Your task:
Set down every record once more, exactly as given.

Records shown:

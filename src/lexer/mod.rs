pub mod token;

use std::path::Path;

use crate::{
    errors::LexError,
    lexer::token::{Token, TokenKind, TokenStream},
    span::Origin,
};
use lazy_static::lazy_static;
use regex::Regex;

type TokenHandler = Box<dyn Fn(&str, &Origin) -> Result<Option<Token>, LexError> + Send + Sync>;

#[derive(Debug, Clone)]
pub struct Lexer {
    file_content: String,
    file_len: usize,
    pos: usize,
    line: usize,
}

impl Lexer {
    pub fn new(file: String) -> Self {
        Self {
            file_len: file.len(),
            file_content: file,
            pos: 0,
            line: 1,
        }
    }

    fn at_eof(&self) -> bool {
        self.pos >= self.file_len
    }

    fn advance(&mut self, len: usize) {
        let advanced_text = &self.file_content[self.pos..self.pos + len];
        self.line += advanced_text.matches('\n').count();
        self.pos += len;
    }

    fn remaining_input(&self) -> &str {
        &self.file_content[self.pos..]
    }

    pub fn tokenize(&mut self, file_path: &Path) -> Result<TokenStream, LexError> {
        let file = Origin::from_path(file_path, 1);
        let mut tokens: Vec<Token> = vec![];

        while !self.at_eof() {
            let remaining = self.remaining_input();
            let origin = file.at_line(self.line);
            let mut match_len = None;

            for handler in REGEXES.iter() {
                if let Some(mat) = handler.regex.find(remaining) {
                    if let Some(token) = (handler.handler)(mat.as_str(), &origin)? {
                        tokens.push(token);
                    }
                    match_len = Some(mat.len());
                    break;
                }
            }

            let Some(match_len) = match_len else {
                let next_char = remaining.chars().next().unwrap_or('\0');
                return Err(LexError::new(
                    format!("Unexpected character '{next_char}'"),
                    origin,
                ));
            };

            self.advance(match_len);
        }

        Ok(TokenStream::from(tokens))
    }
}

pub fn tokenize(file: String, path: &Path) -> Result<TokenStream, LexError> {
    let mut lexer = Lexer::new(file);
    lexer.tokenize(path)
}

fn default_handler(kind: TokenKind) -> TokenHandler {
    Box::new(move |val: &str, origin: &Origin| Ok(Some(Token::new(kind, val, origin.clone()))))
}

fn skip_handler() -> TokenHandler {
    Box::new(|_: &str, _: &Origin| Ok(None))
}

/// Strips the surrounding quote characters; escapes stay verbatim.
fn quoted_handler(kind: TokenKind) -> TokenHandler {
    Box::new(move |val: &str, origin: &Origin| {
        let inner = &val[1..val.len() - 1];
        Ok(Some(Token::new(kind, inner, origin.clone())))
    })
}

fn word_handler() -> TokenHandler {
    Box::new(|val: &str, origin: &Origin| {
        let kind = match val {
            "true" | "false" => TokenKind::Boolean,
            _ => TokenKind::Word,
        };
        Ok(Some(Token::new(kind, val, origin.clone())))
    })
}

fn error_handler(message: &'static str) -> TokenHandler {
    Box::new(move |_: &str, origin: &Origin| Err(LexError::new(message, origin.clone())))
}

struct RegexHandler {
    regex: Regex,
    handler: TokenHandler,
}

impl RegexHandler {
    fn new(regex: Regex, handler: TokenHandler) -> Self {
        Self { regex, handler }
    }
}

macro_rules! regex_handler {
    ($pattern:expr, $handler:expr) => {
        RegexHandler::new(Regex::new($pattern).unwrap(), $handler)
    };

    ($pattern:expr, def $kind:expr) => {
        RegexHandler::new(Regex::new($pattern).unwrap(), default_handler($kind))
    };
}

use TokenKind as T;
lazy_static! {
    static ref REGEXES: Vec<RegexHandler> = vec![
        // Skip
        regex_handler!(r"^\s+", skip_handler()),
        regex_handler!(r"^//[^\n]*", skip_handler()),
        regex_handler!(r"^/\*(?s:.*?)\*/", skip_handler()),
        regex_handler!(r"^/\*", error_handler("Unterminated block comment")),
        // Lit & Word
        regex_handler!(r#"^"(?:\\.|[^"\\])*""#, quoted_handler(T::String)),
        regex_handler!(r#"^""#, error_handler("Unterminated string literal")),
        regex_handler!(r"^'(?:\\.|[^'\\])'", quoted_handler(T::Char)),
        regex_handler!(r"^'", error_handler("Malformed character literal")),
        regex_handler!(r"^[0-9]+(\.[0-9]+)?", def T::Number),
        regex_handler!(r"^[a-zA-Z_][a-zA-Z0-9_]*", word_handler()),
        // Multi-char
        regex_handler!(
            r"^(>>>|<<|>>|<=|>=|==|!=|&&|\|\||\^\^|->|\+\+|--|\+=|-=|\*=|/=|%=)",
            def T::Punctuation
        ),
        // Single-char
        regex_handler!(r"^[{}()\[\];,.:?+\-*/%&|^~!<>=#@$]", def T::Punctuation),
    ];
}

Exercise response:
filename src/lexer/mod.rs
pub mod token;

use std::path::Path;

use crate::{
    errors::LexError,
    lexer::token::{Token, TokenKind, TokenStream},
    span::Origin,
};
use lazy_static::lazy_static;
use regex::Regex;

type TokenHandler = Box<dyn Fn(&str, &Origin) -> Result<Option<Token>, LexError> + Send + Sync>;

#[derive(Debug, Clone)]
pub struct Lexer {
    file_content: String,
    file_len: usize,
    pos: usize,
    line: usize,
}

impl Lexer {
    pub fn new(file: String) -> Self {
        Self {
            file_len: file.len(),
            file_content: file,
            pos: 0,
            line: 1,
        }
    }

    fn at_eof(&self) -> bool {
        self.pos >= self.file_len
    }

    fn advance(&mut self, len: usize) {
        let advanced_text = &self.file_content[self.pos..self.pos + len];
        self.line += advanced_text.matches('\n').count();
        self.pos += len;
    }

    fn remaining_input(&self) -> &str {
        &self.file_content[self.pos..]
    }

    pub fn tokenize(&mut self, file_path: &Path) -> Result<TokenStream, LexError> {
        let file = Origin::from_path(file_path, 1);
        let mut tokens: Vec<Token> = vec![];

        while !self.at_eof() {
            let remaining = self.remaining_input();
            let origin = file.at_line(self.line);
            let mut match_len = None;

            for handler in REGEXES.iter() {
                if let Some(mat) = handler.regex.find(remaining) {
                    if let Some(token) = (handler.handler)(mat.as_str(), &origin)? {
                        tokens.push(token);
                    }
                    match_len = Some(mat.len());
                    break;
                }
            }

            let Some(match_len) = match_len else {
                let next_char = remaining.chars().next().unwrap_or('\0');
                return Err(LexError::new(
                    format!("Unexpected character '{next_char}'"),
                    origin,
                ));
            };

            self.advance(match_len);
        }

        Ok(TokenStream::from(tokens))
    }
}

pub fn tokenize(file: String, path: &Path) -> Result<TokenStream, LexError> {
    let mut lexer = Lexer::new(file);
    lexer.tokenize(path)
}

fn default_handler(kind: TokenKind) -> TokenHandler {
    Box::new(move |val: &str, origin: &Origin| Ok(Some(Token::new(kind, val, origin.clone()))))
}

fn skip_handler() -> TokenHandler {
    Box::new(|_: &str, _: &Origin| Ok(None))
}

/// Strips the surrounding quote characters; escapes stay verbatim.
fn quoted_handler(kind: TokenKind) -> TokenHandler {
    Box::new(move |val: &str, origin: &Origin| {
        let inner = &val[1..val.len() - 1];
        Ok(Some(Token::new(kind, inner, origin.clone())))
    })
}

fn word_handler() -> TokenHandler {
    Box::new(|val: &str, origin: &Origin| {
        let kind = match val {
            "true" | "false" => TokenKind::Boolean,
            _ => TokenKind::Word,
        };
        Ok(Some(Token::new(kind, val, origin.clone())))
    })
}

fn error_handler(message: &'static str) -> TokenHandler {
    Box::new(move |_: &str, origin: &Origin| Err(LexError::new(message, origin.clone())))
}

struct RegexHandler {
    regex: Regex,
    handler: TokenHandler,
}

impl RegexHandler {
    fn new(regex: Regex, handler: TokenHandler) -> Self {
        Self { regex, handler }
    }
}

macro_rules! regex_handler {
    ($pattern:expr, $handler:expr) => {
        RegexHandler::new(Regex::new($pattern).unwrap(), $handler)
    };

    ($pattern:expr, def $kind:expr) => {
        RegexHandler::new(Regex::new($pattern).unwrap(), default_handler($kind))
    };
}

use TokenKind as T;
lazy_static! {
    static ref REGEXES: Vec<RegexHandler> = vec![
        // Skip
        regex_handler!(r"^\s+", skip_handler()),
        regex_handler!(r"^//[^\n]*", skip_handler()),
        regex_handler!(r"^/\*(?s:.*?)\*/", skip_handler()),
        regex_handler!(r"^/\*", error_handler("Unterminated block comment")),
        // Lit & Word
        regex_handler!(r#"^"(?:\\.|[^"\\])*""#, quoted_handler(T::String)),
        regex_handler!(r#"^""#, error_handler("Unterminated string literal")),
        regex_handler!(r"^'(?:\\.|[^'\\])'", quoted_handler(T::Char)),
        regex_handler!(r"^'", error_handler("Malformed character literal")),
        regex_handler!(r"^[0-9]+(\.[0-9]+)?", def T::Number),
        regex_handler!(r"^[a-zA-Z_][a-zA-Z0-9_]*", word_handler()),
        // Multi-char
        regex_handler!(
            r"^(>>>|<<|>>|<=|>=|==|!=|&&|\|\||\^\^|->|\+\+|--|\+=|-=|\*=|/=|%=)",
            def T::Punctuation
        ),
        // Single-char
        regex_handler!(r"^[{}()\[\];,.:?+\-*/%&|^~!<>=#@$]", def T::Punctuation),
    ];
}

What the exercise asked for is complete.